I have serious concerns regarding the guidance, 'Coronavirus (COVID-19): financial support for education, early years and children’s social care', published on Friday.
First of all, I am appalled at the timing of its release: on a Friday evening when all departments are closed, with a whole weekend of speculation and no support. Not just this, but on the Friday evening immediately prior to the opening of the CJRS portal, on Monday 20th April. Setting managers, who had already placed staff on furlough, following existing guidance, will have calculated their claims, ready to submit, but are now in the position of not only having to recalculate, but also reconsider whether staff are still eligible to be furloughed, and if not, face the fact that they may have to make them redundant after all.
The reference to a calculation tool being developed is not at all helpful: it is needed now, not at some nebulous point in the future.
It is grossly unfair to place this burden on the sector at such short notice, weeks after having made assurances that childcare settings could access the CJRS whilst continuing to receive FE funding, with no reference to caveats or restrictive conditions. Settings will have negotiated terms with staff, including topping up their furlough pay to 100%, and may not now be able to honour this.
I strongly believe that this situation should never have arisen in the first place. The CJRS guidance document does state that organisations in receipt of public funding TO PAY STAFF should not utilise the option to furlough staff. However, Early Years Free Entitlement (FE) funding is not, and never has been, a payment for staff wages. FE funding is not index linked and has never risen in line with increases to National Minimum Wage. The funding is there to provide eligible children with Early Years education and childcare - it covers ALL associated costs in delivering this service, such as accommodation, resources, legal responsibilities (insurance, registration fees etc), training costs, food etc. as well as staff costs. The clause within the CJRS guidance should not therefore apply to the PVI childcare sector at all.
This does not even take into account the fact that the FE falls way short of the actual costs involved in delivering a funded childcare place. In my own setting there is a shortfall of 48p per hour between what I receive and my costs. This represents a loss of over £1600 for the children as a Childminder I am able to care for - scale this up to a preschool or day nursery and this figure is even more significant.
In addition, it is completely impossible to separate out which staff deliver funded care and which are paid for by fees, as staff typically work with all children in a setting - even those in baby rooms often cover in other areas for breaks, holiday and illness - and many children access a mix of funded and paid for care.
There are numerous issues linked to the 'Coronavirus (COVID-19): financial support for education, early years and children’s social care' guidance:
Different Local Authorities have different mechanisms for paying funding - some pay monthly, some termly, some like West Sussex pay a percentage at the beginning of term, and the balance after half term. Some are continuing to pass on the full funding to all settings, closed or open. Others have reduced payments to closed settings and increased them or made gratia payments to open settings. Some have said settings may retain funding if a child attends elsewhere and are then also paying the new setting, whilst others are advising the new setting to offset the child against funding received for a non-attending child. Some LAs are saying that the old setting must transfer funding to the new setting. There is no consistency.
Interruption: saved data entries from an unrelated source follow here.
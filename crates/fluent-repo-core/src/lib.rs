// SPDX-FileCopyrightText: 2025-2026 RAprogramm <andrey.rozanov.vl@gmail.com>
// SPDX-License-Identifier: MIT

//! Core traits and types for fluent-repo.
//!
//! This crate provides the runtime used by `#[derive(Model)]` generated code.
//! It can also be used standalone: every type the derive macro produces can
//! be written by hand through [`ShapeBuilder`] and a manual [`Model`] impl.
//!
//! # Overview
//!
//! - [`Value`] / [`Record`] — Dynamic field values exchanged with engines
//! - [`TypeKind`] / [`FieldType`] — Basic vs composite classification
//! - [`Shape`] / [`FieldDescriptor`] — Per-type field descriptor table
//! - [`naming`] — Column and association name resolution
//! - [`primary_key`] — Primary key discovery
//! - [`ProjectionShape`] / [`mapping`] — Entity-to-DTO projection engine
//! - [`Repository`] — Fluent query repository over a [`Connection`]
//! - [`memory`] — In-memory reference engine
//!
//! # Usage
//!
//! ```rust,ignore
//! use fluent_repo_core::prelude::*;
//!
//! let dtos: Vec<UserSummary> = Repository::<User, _>::new(conn)
//!     .filter(Condition::eq("active", true))
//!     .paginate(1, 20)
//!     .project_to::<UserSummary>()
//!     .all()
//!     .project_slice()?;
//! ```

#![cfg_attr(docsrs, feature(doc_cfg))]
#![warn(missing_docs)]
#![warn(clippy::all)]

extern crate self as fluent_repo_core;

pub mod connection;
pub mod error;
pub mod kind;
pub mod mapping;
#[cfg(feature = "memory")]
#[cfg_attr(docsrs, doc(cfg(feature = "memory")))]
pub mod memory;
pub mod model;
pub mod naming;
pub mod prelude;
pub mod primary_key;
pub mod projection;
pub mod query;
pub mod repository;
pub mod shape;
pub mod transaction;
pub mod value;

pub use connection::Connection;
pub use error::{MappingError, MappingResult, RepositoryError, RepositoryResult};
pub use kind::{FieldType, TypeKind, is_basic};
pub use mapping::MappingPolicy;
pub use model::{Identifiable, Model};
pub use primary_key::PrimaryKey;
pub use projection::{Projection, ProjectionBuilder, ProjectionShape};
pub use query::{Clause, Condition, Conjunction, OrderBy, Query};
pub use repository::Repository;
pub use shape::{FieldDescriptor, FieldTags, SerializationTag, Shape, ShapeBuilder};
pub use transaction::{TransactionError, TransactionOps};
pub use value::{Record, Value};

/// Pagination parameters for list operations.
///
/// Used by [`Repository::paginate`] to translate a page request into
/// `offset`/`limit` query state.
///
/// # Example
///
/// ```rust
/// use fluent_repo_core::Pagination;
///
/// let page = Pagination::new(10, 0); // First 10 items
/// let next = Pagination::new(10, 10); // Next 10 items
/// ```
#[derive(Debug, Clone, Copy, PartialEq, Eq)]
pub struct Pagination {
    /// Maximum number of results to return.
    pub limit: i64,

    /// Number of results to skip.
    pub offset: i64
}

impl Pagination {
    /// Create new pagination parameters.
    ///
    /// # Arguments
    ///
    /// * `limit` — Maximum results to return
    /// * `offset` — Number of results to skip
    pub const fn new(limit: i64, offset: i64) -> Self {
        Self {
            limit,
            offset
        }
    }

    /// Create pagination for a specific page.
    ///
    /// Pages are 1-based. A page of zero or below produces a negative offset,
    /// which is handed to the engine unchanged.
    ///
    /// # Arguments
    ///
    /// * `page` — Page number (1-indexed)
    /// * `per_page` — Items per page
    ///
    /// # Example
    ///
    /// ```rust
    /// use fluent_repo_core::Pagination;
    ///
    /// let first = Pagination::page(1, 20); // offset=0, limit=20
    /// let second = Pagination::page(2, 20); // offset=20, limit=20
    /// assert_eq!(second.offset, 20);
    /// ```
    pub const fn page(page: i64, per_page: i64) -> Self {
        Self {
            limit:  per_page,
            offset: (page - 1) * per_page
        }
    }
}

impl Default for Pagination {
    fn default() -> Self {
        Self {
            limit:  100,
            offset: 0
        }
    }
}

/// Sort direction for ordered queries.
#[derive(Debug, Clone, Copy, PartialEq, Eq, Default)]
pub enum SortDirection {
    /// Ascending order (A-Z, 0-9, oldest first).
    #[default]
    Asc,

    /// Descending order (Z-A, 9-0, newest first).
    Desc
}

impl SortDirection {
    /// Convert to SQL keyword.
    pub const fn as_sql(&self) -> &'static str {
        match self {
            Self::Asc => "ASC",
            Self::Desc => "DESC"
        }
    }

    /// Parse a direction keyword, case-insensitively.
    ///
    /// Returns `None` for anything other than `asc` or `desc`.
    #[must_use]
    pub fn from_keyword(keyword: &str) -> Option<Self> {
        if keyword.eq_ignore_ascii_case("asc") {
            Some(Self::Asc)
        } else if keyword.eq_ignore_ascii_case("desc") {
            Some(Self::Desc)
        } else {
            None
        }
    }
}
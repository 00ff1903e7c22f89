// SPDX-FileCopyrightText: 2025-2026 RAprogramm <andrey.rozanov.vl@gmail.com>
// SPDX-License-Identifier: MIT

use fluent_repo::{Identifiable, Model, Value};

#[derive(Debug, Default, Model)]
#[model(identifiable)]
pub struct Invoice {
    pub number: String,
    pub total: i64,
}

impl Identifiable for Invoice {
    type Id = String;

    fn id(&self) -> String {
        self.number.clone()
    }
}

fn main() {
    let invoice = Invoice {
        number: "INV-1".into(),
        total: 10,
    };
    assert_eq!(invoice.identity(), Some(Value::from("INV-1")));
}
Some settings are term time only so the funding only relates to the 38 weeks they are open. This also applies to any private income, which makes using February problematic, given that this month includes half term. It is also an issue for settings that are open all year but do not stretch their funding.
Some settings, open all year, stretch their funding to include holidays. Some invoice fee paying parents monthly, some termly or half-termly. Some invoice in arrears for actual hours used, some in advance for booked hours. This impacts on February as the fees paid may therefore be for 3 weeks of February or 4 of January, not even taking into account the fact that February is a short month and that some months are 5 weeks. Some annualise fees so parents pay the same on each invoice. Some settings are still receiving private fees; as retainers or voluntary payments, but many are not. A few are eligible for the Small Business Grant but many are not. Few can get loans as they cannot demonstrate their business will be sustainable and viable in the future. The playing field is not even, and with the exception of a few larger chains, very few settings will have reserves to cover their losses during this time, especially as they will be relying on profits from spring and summer terms to see them through the leanness of July and August when income drops and gradually builds from the autumn term to January.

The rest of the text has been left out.